Dying to fit (break) the mold

Recently I was watching an episode of Drop Dead Diva and it reminded me of some situations I faced during my first round of reinventing myself. On that particular episode the lawyer was hired to sue the lady who created a diet program with foods and drug supplements guaranteed to help people lose weight.
The plaintiff was a young teen girl who wanted to be as thin and popular as her friends. Well, actually it was the young girl's Mom who was suing the diet program creator. Things were going the way of the defendant -- until near the end -- when the lawyer for the plaintiff uncovered the truth. The woman who created her diet program had not lost weight and maintained her thinness by using her own diet products, she had done so by having gastric bypass surgery. The young lady was disenchanted! (And thankfully not so mad at her Mom anymore.)
This reminded me of something I had gone through as a teenage girl. I was realizing that my size 12 was just not making the grade when all my friends were a size 8. I was a very active teen. P.E. every day, varsity sports, swimming, bike riding -- definitely not the average sedentary social-networking teens of this generation.

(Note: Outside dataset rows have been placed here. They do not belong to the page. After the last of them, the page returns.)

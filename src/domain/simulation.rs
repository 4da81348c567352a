//! Spread-trading state machine.
//!
//! Steps through a signal sequence one timestamp at a time, holding at most
//! one open spread position, and produces an equity curve plus a trade log.
//! The simulation is a pure function of (signals, config); progress output
//! and charting consume the finished result elsewhere.

use std::fmt;

use crate::domain::config::BacktestConfig;
use crate::domain::signal::SignalPoint;
use crate::domain::sizing::position_size;

/// Logged transition kinds.
#[derive(Debug, Clone, Copy, PartialEq, Eq)]
pub enum TradeAction {
    Long,
    Short,
    Exit,
}

impl fmt::Display for TradeAction {
    fn fmt(&self, f: &mut fmt::Formatter<'_>) -> fmt::Result {
        match self {
            TradeAction::Long => write!(f, "LONG"),
            TradeAction::Short => write!(f, "SHORT"),
            TradeAction::Exit => write!(f, "EXIT"),
        }
    }
}

/// One trade-log entry. `net_pnl` is present only for exits; entries carry
/// `None` because nothing is realized yet.
#[derive(Debug, Clone, PartialEq)]
pub struct TradeMark {
    pub index: usize,
    pub spread: f64,
    pub action: TradeAction,
    pub net_pnl: Option<f64>,
}

/// Mutable per-run simulation state. `position` is a signed spread quantity:
/// 0.0 is flat, positive is long the spread, negative is short.
#[derive(Debug, Clone, PartialEq)]
pub struct PositionState {
    pub position: f64,
    pub entry_spread: f64,
    pub cash: f64,
    pub trades: Vec<TradeMark>,
}

impl PositionState {
    pub fn new(initial_capital: f64) -> Self {
        PositionState {
            position: 0.0,
            entry_spread: 0.0,
            cash: initial_capital,
            trades: Vec::new(),
        }
    }

    pub fn is_flat(&self) -> bool {
        self.position == 0.0
    }

    /// Mark-to-market value of the open position, 0 when flat.
    pub fn unrealized(&self, spread: f64) -> f64 {
        if self.is_flat() {
            0.0
        } else {
            self.position * (spread - self.entry_spread)
        }
    }

    fn enter_long(&mut self, index: usize, spread: f64, size: f64) {
        self.position = size;
        self.entry_spread = spread;
        self.trades.push(TradeMark {
            index,
            spread,
            action: TradeAction::Long,
            net_pnl: None,
        });
    }

    fn enter_short(&mut self, index: usize, spread: f64, size: f64) {
        self.position = -size;
        self.entry_spread = spread;
        self.trades.push(TradeMark {
            index,
            spread,
            action: TradeAction::Short,
            net_pnl: None,
        });
    }

    /// Realize the open position: pnl = position * (spread - entry_spread),
    /// minus a proportional transaction cost on its magnitude.
    fn exit_trade(&mut self, index: usize, spread: f64, cost_rate: f64) {
        let pnl = self.position * (spread - self.entry_spread);
        let net_pnl = pnl - pnl.abs() * cost_rate;
        self.cash += net_pnl;
        self.position = 0.0;
        self.entry_spread = 0.0;
        self.trades.push(TradeMark {
            index,
            spread,
            action: TradeAction::Exit,
            net_pnl: Some(net_pnl),
        });
    }

    /// Apply one timestamp's transition. Flat-state entries are checked
    /// before the exit band, so entry and exit are mutually exclusive
    /// within a single step.
    fn step(&mut self, index: usize, point: &SignalPoint, config: &BacktestConfig) {
        if self.is_flat() && point.z_score < -config.entry_threshold {
            let size = position_size(point.spread_volatility, config);
            self.enter_long(index, point.spread, size);
        } else if self.is_flat() && point.z_score > config.entry_threshold {
            let size = position_size(point.spread_volatility, config);
            self.enter_short(index, point.spread, size);
        } else if !self.is_flat() && point.z_score.abs() < config.exit_threshold {
            self.exit_trade(index, point.spread, config.transaction_cost);
        }
        // Otherwise hold: no state change.
    }
}

/// Finished simulation output.
#[derive(Debug, Clone, PartialEq)]
pub struct Simulation {
    pub equity_curve: Vec<f64>,
    pub trades: Vec<TradeMark>,
}

/// Run the state machine over a signal sequence.
///
/// The first timestamp is the equity baseline (initial capital, no trading
/// decision); transitions start at t = 1. After each step the curve gets
/// cash plus unrealized P&L, so its length always equals the signal length.
pub fn run_simulation(signals: &[SignalPoint], config: &BacktestConfig) -> Simulation {
    if signals.is_empty() {
        return Simulation {
            equity_curve: Vec::new(),
            trades: Vec::new(),
        };
    }

    let mut state = PositionState::new(config.initial_capital);
    let mut equity_curve = Vec::with_capacity(signals.len());
    equity_curve.push(config.initial_capital);

    for (index, point) in signals.iter().enumerate().skip(1) {
        state.step(index, point, config);
        equity_curve.push(state.cash + state.unrealized(point.spread));
    }

    // The curve spans every timestamp even if stepping ever stops short.
    equity_curve.resize(signals.len(), config.initial_capital);

    Simulation {
        equity_curve,
        trades: state.trades,
    }
}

Someone recommended a book to me. I read it, digested it and swallowed it... hook -- line -- and sinker. I worked so hard to become that magical "size 8" (that I was not naturally designed to maintain). I didn't know how to diet, let alone eat. So I didn't eat (more than 300 calories a day for over a year). I achieved my goal of being a size 8. Maintained it for about 18 months. Then, unplanned life events took over my life plans and I ended up a fair amount larger than the size 12 that I started at. I felt so bad about myself. I felt I had failed. Failed myself, and failed the program that I had learned from that book. So I boxed up and packed away that book as well as all my size 8 clothes.
About 15 years later I was reinventing my resurrecting for the 3rd time around (as far as weight loss and fitness) when I ran across a book by the same author of that original weight loss program I adhered so strictly to as an impressionable teen. Guess what? She came clean in this 2nd book that the only way she lost that much weight and maintained it for years was she had gastric bypass surgery. I felt cheated! I also felt a little vindicated relieved that it wasn't lack of strength on my part not being able to maintain her program, it was lack of surgery.

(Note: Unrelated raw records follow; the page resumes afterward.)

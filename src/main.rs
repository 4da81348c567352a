use clap::Parser;
use pairtrader::cli::{run, Cli};

fn main() -> std::process::ExitCode {
    run(Cli::parse())
}
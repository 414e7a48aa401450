//! Core library for the copy-to-sheets command line application.
//!
//! A run reads every sheet of a local workbook with [`io::excel_read`], then
//! [`sync::SheetSynchronizer`] mirrors each one into a remote spreadsheet
//! through the [`remote::SpreadsheetService`] seam. Destination titles are
//! kept unique by [`naming::NameRegistry`].

pub mod config;
pub mod error;
pub mod io;
pub mod model;
pub mod naming;
pub mod remote;
pub mod sync;

pub use config::Config;
pub use error::{CopyError, Result};
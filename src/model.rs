use chrono::{NaiveDateTime, NaiveTime};
use serde_json::Value;

/// Format used when a date cell is sent to the destination as text.
pub const DATE_FORMAT: &str = "%Y-%m-%d %H:%M:%S";

/// Format used for time-of-day cells that carry no date.
pub const TIME_FORMAT: &str = "%H:%M:%S";

/// A literal cell value read from the source workbook.
#[derive(Debug, Clone, PartialEq)]
pub enum CellValue {
    /// Text, including the displayed form of cell errors.
    Text(String),
    /// Any numeric value.
    Number(f64),
    /// Boolean value.
    Bool(bool),
    /// Date and time value.
    Date(NaiveDateTime),
    /// Time of day without a date part.
    Time(NaiveTime),
    /// Cell without a value.
    Empty,
}

impl CellValue {
    pub fn is_empty(&self) -> bool {
        matches!(self, CellValue::Empty)
    }

    /// Converts the cell into the JSON value sent with a raw values write.
    ///
    /// Empty cells become `""` so the destination cell is cleared rather than
    /// left untouched.
    pub fn to_json(&self) -> Value {
        match self {
            CellValue::Text(value) => Value::String(value.clone()),
            CellValue::Number(value) => serde_json::Number::from_f64(*value)
                .map(Value::Number)
                .unwrap_or_else(|| Value::String(value.to_string())),
            CellValue::Bool(value) => Value::Bool(*value),
            CellValue::Date(value) => Value::String(value.format(DATE_FORMAT).to_string()),
            CellValue::Time(value) => Value::String(value.format(TIME_FORMAT).to_string()),
            CellValue::Empty => Value::String(String::new()),
        }
    }
}

/// Zero-based cell position.
#[derive(Debug, Clone, Copy, Default, PartialEq, Eq)]
pub struct CellRef {
    pub row: u32,
    pub column: u32,
}

impl CellRef {
    pub fn new(row: u32, column: u32) -> Self {
        Self { row, column }
    }
}

/// Dimensions of a grid, in cells.
#[derive(Debug, Clone, Copy, Default, PartialEq, Eq)]
pub struct GridSize {
    pub rows: u32,
    pub columns: u32,
}

/// One sheet of the source workbook, trimmed to its used range.
#[derive(Debug, Clone, PartialEq)]
pub struct SourceSheet {
    /// Sheet name as stored in the workbook.
    pub name: String,
    /// Position of `rows[0][0]` within the source sheet.
    pub origin: CellRef,
    /// Row-major cell values; every row has the same width.
    pub rows: Vec<Vec<CellValue>>,
}

impl SourceSheet {
    pub fn height(&self) -> u32 {
        self.rows.len() as u32
    }

    pub fn width(&self) -> u32 {
        self.rows.first().map(|row| row.len() as u32).unwrap_or(0)
    }

    pub fn is_empty(&self) -> bool {
        self.rows.is_empty() || self.width() == 0
    }

    /// Number of rows and columns the destination needs to hold this sheet at
    /// its original position.
    pub fn required_size(&self) -> GridSize {
        if self.is_empty() {
            return GridSize::default();
        }
        GridSize {
            rows: self.origin.row + self.height(),
            columns: self.origin.column + self.width(),
        }
    }
}

/// A sheet that exists in the destination spreadsheet.
#[derive(Debug, Clone, PartialEq, Eq)]
pub struct DestinationSheetRef {
    pub name: String,
    pub remote_id: i64,
}
use std::collections::HashSet;

/// Destination sheet titles claimed during one copy run.
///
/// Titles are compared case-insensitively because the destination refuses a
/// sheet whose title differs from an existing one only by case.
#[derive(Debug, Default, Clone)]
pub struct NameRegistry {
    claimed: HashSet<String>,
}

impl NameRegistry {
    pub fn new() -> Self {
        Self::default()
    }

    /// Seeds the registry with the titles already present in the destination.
    pub fn with_existing<I, S>(names: I) -> Self
    where
        I: IntoIterator<Item = S>,
        S: AsRef<str>,
    {
        let mut registry = Self::new();
        for name in names {
            registry.claimed.insert(normalize(name.as_ref()));
        }
        registry
    }

    pub fn contains(&self, name: &str) -> bool {
        self.claimed.contains(&normalize(name))
    }

    pub fn len(&self) -> usize {
        self.claimed.len()
    }

    pub fn is_empty(&self) -> bool {
        self.claimed.is_empty()
    }

    /// Picks the first free title among `base`, `base (1)`, `base (2)`, ... and
    /// claims it.
    pub fn claim(&mut self, base: &str) -> String {
        let mut candidate = base.to_string();
        let mut suffix = 1u32;
        while self.contains(&candidate) {
            candidate = format!("{base} ({suffix})");
            suffix += 1;
        }
        self.claimed.insert(normalize(&candidate));
        candidate
    }
}

fn normalize(name: &str) -> String {
    name.to_lowercase()
}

Oddly enough, after more than a decade that author had to have the gastric bypass reversed because her body was slowly dying of malnutrition. She was naturally much bigger than the 1st book pictured and paraded her to be, but stated she was exercising and was as fit and the size she was "meant to be."
I so wish that I knew at 17 that her "program" and strict discipline prescriptions were pretty much all a fraud. I would not have castigated myself so harshly and loathed myself so completely... if I had known the truth. Not everyone is born to be a size 8. Not everyone is meant to be super thin and late-night-infomercial uber fit.
Oh, and long after high school I also discovered that one of the teachers I knew and admired when I was a teen (she had somehow lost a large amount of weight), yup... you guessed it -- also had gastric bypass surgery. 
What I am proposing is sort of like the truth in lending disclosures that are required in the business world. I wish every young woman (or young man) had someone to be truthful with them at those crucial points in life when they are reaching desperately for some lifeline to help them in their urgency to reinvent themselves. Or maybe, just maybe, some caring honest person might just be able to share with them that they are more than okay just the way they are... without reinvention.
And still, from where I sit today, I am trying to figure out an authentic, adaptable, and maintainable way to reinvent my own resurrection... the 4th time around.